Now for the philosophical question, the one where object oriented philosophy might be useful: when asked to describe the nature of the statistical entity undergoing analysis here (the data object rendered by Docuscope and then explored within R), do we say that it is simply the local contents (M1, M2) of the containers (T1 and T2)? If I begin by saying that the being of this object is, rather, the structure of these elements in their containers — a better answer, I think — then I probably mean that T1 and T2 are really the sum of all relations that can be posited (R1, R2, R3) among rendered elements (M1, M2). This rather Leibnizian sounding answer suggests that a text’s existence is ultimately differential: it is the sum of that object’s relations with all other objects. The statistical analysis of texts would be the quantitative description of this totality of relations given a set of classes — classes that we, as humanists, want to debate because they may be the source of any meaning in the result (because a certain kind of meaning or “purpose in pattern” is distributed into the classes).

But here is where I think Harman adds something crucial. If the argument he has been developing in Tool Being, Prince of Networks and elsewhere is correct, then an object of this or any other kind would not be the sum of its relations with other objects, as is the case in Latour’s analysis. To this relational model, Harman opposes the metaphysical integrity of the object over and beyond its relations, an integrity which holds that object together in its “domestic” being over and above its relational “alliances.” In Prince of Networks, he writes:

I hold that there is an absolute distinction between the domestic relations a thing needs to some extent in order to exist [see above, M1, M2] and the external alliances that it does not need [above, R1, R2, R3]. But the actor itself [i.e., object of analysis] cannot be identified with either. An object cannot be exhausted by a set of alliances. But neither is it exhausted by a summary of its pieces, since any genuine object will be an emergent reality over and above its components, oversimplifying those components and able to withstand a certain degree of turbulent change in them. (135)
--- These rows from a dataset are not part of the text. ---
//! Path canonicalization for move-graph identity.
//!
//! Cycle detection must never rely on string equality: a mapped drive and
//! its UNC share, or a symlink and its target, are one physical location.
//! `CanonicalPaths` interns every raw path to a stable node id, resolving
//! aliases and symlinks once per validation pass, and remembers which raw
//! spellings collapsed together so the validator can warn about them.

use std::collections::HashMap;
use std::path::{Component, Path, PathBuf};
use std::sync::Arc;

/// Resolves a textual path to an aliased equivalent.
///
/// On Windows the production resolver maps drive letters to their network
/// share (`WNetGetConnectionW`); elsewhere there is nothing to resolve and
/// the no-op default applies. Tests inject a table-backed resolver.
pub trait AliasResolver: Send + Sync {
    /// The alias-expanded form of `path`, or `None` when no alias applies.
    fn resolve(&self, path: &Path) -> Option<PathBuf>;
}

/// Default resolver: no drive mappings known.
pub struct NoAliasResolver;

impl AliasResolver for NoAliasResolver {
    fn resolve(&self, _path: &Path) -> Option<PathBuf> {
        None
    }
}

/// Prefix-substitution resolver backed by an explicit mapping table.
pub struct TableAliasResolver {
    mappings: Vec<(PathBuf, PathBuf)>,
}

impl TableAliasResolver {
    pub fn new(mappings: Vec<(PathBuf, PathBuf)>) -> Self {
        Self { mappings }
    }
}

impl AliasResolver for TableAliasResolver {
    fn resolve(&self, path: &Path) -> Option<PathBuf> {
        for (prefix, target) in &self.mappings {
            if let Ok(rest) = path.strip_prefix(prefix) {
                return Some(target.join(rest));
            }
        }
        None
    }
}

/// An alias discovered during interning: two raw spellings, one identity.
#[derive(Debug, Clone, PartialEq, Eq)]
pub struct DiscoveredAlias {
    pub raw: PathBuf,
    pub first_seen_as: PathBuf,
}

/// Interner mapping raw paths to canonical node ids.
pub struct CanonicalPaths {
    resolver: Arc<dyn AliasResolver>,
    /// canonical path -> (node id, first raw spelling seen)
    ids: HashMap<PathBuf, (usize, PathBuf)>,
    /// node id -> canonical path, for display
    display: Vec<PathBuf>,
    /// raw path -> node id, so repeated lookups stay cheap
    cache: HashMap<PathBuf, usize>,
    aliases: Vec<DiscoveredAlias>,
}

impl CanonicalPaths {
    pub fn new(resolver: Arc<dyn AliasResolver>) -> Self {
        Self {
            resolver,
            ids: HashMap::new(),
            display: Vec::new(),
            cache: HashMap::new(),
            aliases: Vec::new(),
        }
    }

    /// Intern `raw`, returning its canonical node id.
    pub fn intern(&mut self, raw: &Path) -> usize {
        if let Some(&id) = self.cache.get(raw) {
            return id;
        }

        let canonical = self.canonicalize(raw);
        let next_id = self.display.len();
        let (id, first_raw) = match self.ids.get(&canonical) {
            Some((id, first)) => (*id, Some(first.clone())),
            None => {
                self.ids.insert(canonical.clone(), (next_id, raw.to_path_buf()));
                self.display.push(canonical);
                (next_id, None)
            }
        };

        if let Some(first) = first_raw {
            if first != raw {
                self.aliases.push(DiscoveredAlias {
                    raw: raw.to_path_buf(),
                    first_seen_as: first,
                });
            }
        }

        self.cache.insert(raw.to_path_buf(), id);
        id
    }

    /// The canonical display path for a node id.
    pub fn display_path(&self, id: usize) -> &Path {
        &self.display[id]
    }

    /// Aliases discovered so far, in interning order.
    pub fn discovered_aliases(&self) -> &[DiscoveredAlias] {
        &self.aliases
    }

    /// Resolve a raw path to its stable identity.
    ///
    /// Steps: lexically normalize, expand a drive/share alias if the
    /// resolver knows one, then resolve symlinks and reparse points via the
    /// filesystem when the path exists. Nonexistent paths keep their
    /// normalized form so validation can still reason about them.
    fn canonicalize(&self, raw: &Path) -> PathBuf {
        let normalized = normalize_lexically(raw);
        let aliased = self
            .resolver
            .resolve(&normalized)
            .map(|p| normalize_lexically(&p))
            .unwrap_or(normalized);

        match std::fs::canonicalize(&aliased) {
            Ok(resolved) => resolved,
            Err(_) => aliased,
        }
    }
}

/// Collapse `.` and `..` components and drop trailing separators without
/// touching the filesystem.
pub fn normalize_lexically(path: &Path) -> PathBuf {
    let mut out = PathBuf::new();
    for component in path.components() {
        match component {
            Component::CurDir => {}
            Component::ParentDir => {
                if !out.pop() {
                    out.push(Component::ParentDir);
                }
            }
            other => out.push(other),
        }
    }
    out
}
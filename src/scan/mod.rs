//! Per-scan file observation and eligibility.
//!
//! ## Modules
//! - `candidate` - ephemeral per-scan view of a filesystem entry
//! - `eligibility` - the empty / locked / inaccessible gate

pub mod candidate;
pub mod eligibility;

pub use candidate::CandidateFile;
pub use eligibility::{Eligibility, EligibilityGate, IneligibleReason};
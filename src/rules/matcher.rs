//! Single-owner rule resolution.
//!
//! For a given eligible file at most one rule is allowed to act. Specific
//! rules claim their extensions outright; catch-all rules only ever see
//! extensions no specific rule claims, so a file whose owning rule's date
//! filter fails is simply left alone this scan rather than falling through.

use crate::rules::{RuleSet, RuleSpec};
use crate::scan::CandidateFile;
use chrono::{DateTime, Utc};

/// Resolve the single rule responsible for `candidate`, if any.
///
/// Rules are consulted in the set's fixed priority order (specific before
/// catch-all). A rule is only considered when it is active and its source
/// folder is the candidate's parent folder. `None` means the file is left
/// untouched this scan; that is not an error.
pub fn match_rule<'a>(
    candidate: &CandidateFile,
    rule_set: &'a RuleSet,
    now: DateTime<Utc>,
) -> Option<&'a RuleSpec> {
    let parent = candidate.path.parent()?;
    let extension = candidate.extension.as_deref().unwrap_or("");

    // Specific pass: the validator guarantees at most one active specific
    // rule per (source, extension), so the first extension hit owns the file.
    for rule in rule_set.iter() {
        if !rule.active || rule.is_catch_all() || rule.source != parent {
            continue;
        }
        if rule.extensions.contains(extension) {
            return filter_passes(rule, candidate, now).then_some(rule);
        }
    }

    // Catch-all pass: only reached when no specific rule claims the
    // extension at all.
    for rule in rule_set.iter() {
        if !rule.active || !rule.is_catch_all() || rule.source != parent {
            continue;
        }
        if filter_passes(rule, candidate, now) {
            return Some(rule);
        }
    }

    None
}

fn filter_passes(rule: &RuleSpec, candidate: &CandidateFile, now: DateTime<Utc>) -> bool {
    match &rule.date_filter {
        Some(filter) => filter.matches(candidate, now),
        None => true,
    }
}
What I find fascinating and important about Harman’s idea here is that he is providing a rationale for (1) accommodating the kind of container analysis I have outlined above while (2) arguing that this type of analysis is not the end of the story. Now, Harman and the Speculative Realists have been reluctant to discuss what constitutes a text and how language might itself be an object, a reluctance that stems — understandably, I think — from fatigue with the post-Heidegerrian “language is everything” trend in Continental philosophy and cultural studies. But language is definitely something, and it is as real as anything else I can think of. So too are our encounters (in the theater, the library, the cinema) with things like genre, style, ideology and pleasure.

Object oriented philosophy should have something to say about texts, since they too provide a particularly good example of why the purely relational criterion for an object’s identity (whether it is a text, a word, a thought, feeling, or piece of wood) is insufficient. As literary critics and theorists, we may have something to add to Harman’s account of the inexhaustibility of an object’s relations and its emergent reality over and above its components. In fact, this is what many of us have been arguing is wrong about the kinds of reductive claims that can be made about texts on the grounds that they yield statistical regularities.

What does it mean for the reality of an object to “simplify” its “components”? Perhaps the process that Harman refers to as simplification is what we as literary critics refer to as interpretation: the contingent coming into being of a portion of an object’s reality — here, a text — through that object’s interrelation with other objects and the subtractive unveiling of its inexhaustible contents. (Whitehead describes this as the process of “objectification.”) Harman would argue that such emergent realities don’t just take hold between texts and readers, but between sunlight and plant leaves or fire and cotton. All objects can be oversimplified, all of them can survive (and resist) some degree of turbulent change.

If objects are really this universal, then the process of “pattern recognition” that I describe as object oriented criticism is really something more involved than the collating of sets and relations among sets. Clearly, if a text is understood as a container of relations, then statistics can model the complexity of that object and its relations — even the immense complexity of a textual object. But that model, like the map of relations above, will always be just an approximation. As Harman insists, the inner reality of the object — itself alluring with the promise of something more — is never fully available, whether that object is a piece of wood or a piece of writing. As literary critics, I think we can find plenty to work with when objects are defined in this way.

September 17, 2009
Texts as Objects I: Object Oriented Philosophy. And Criticism?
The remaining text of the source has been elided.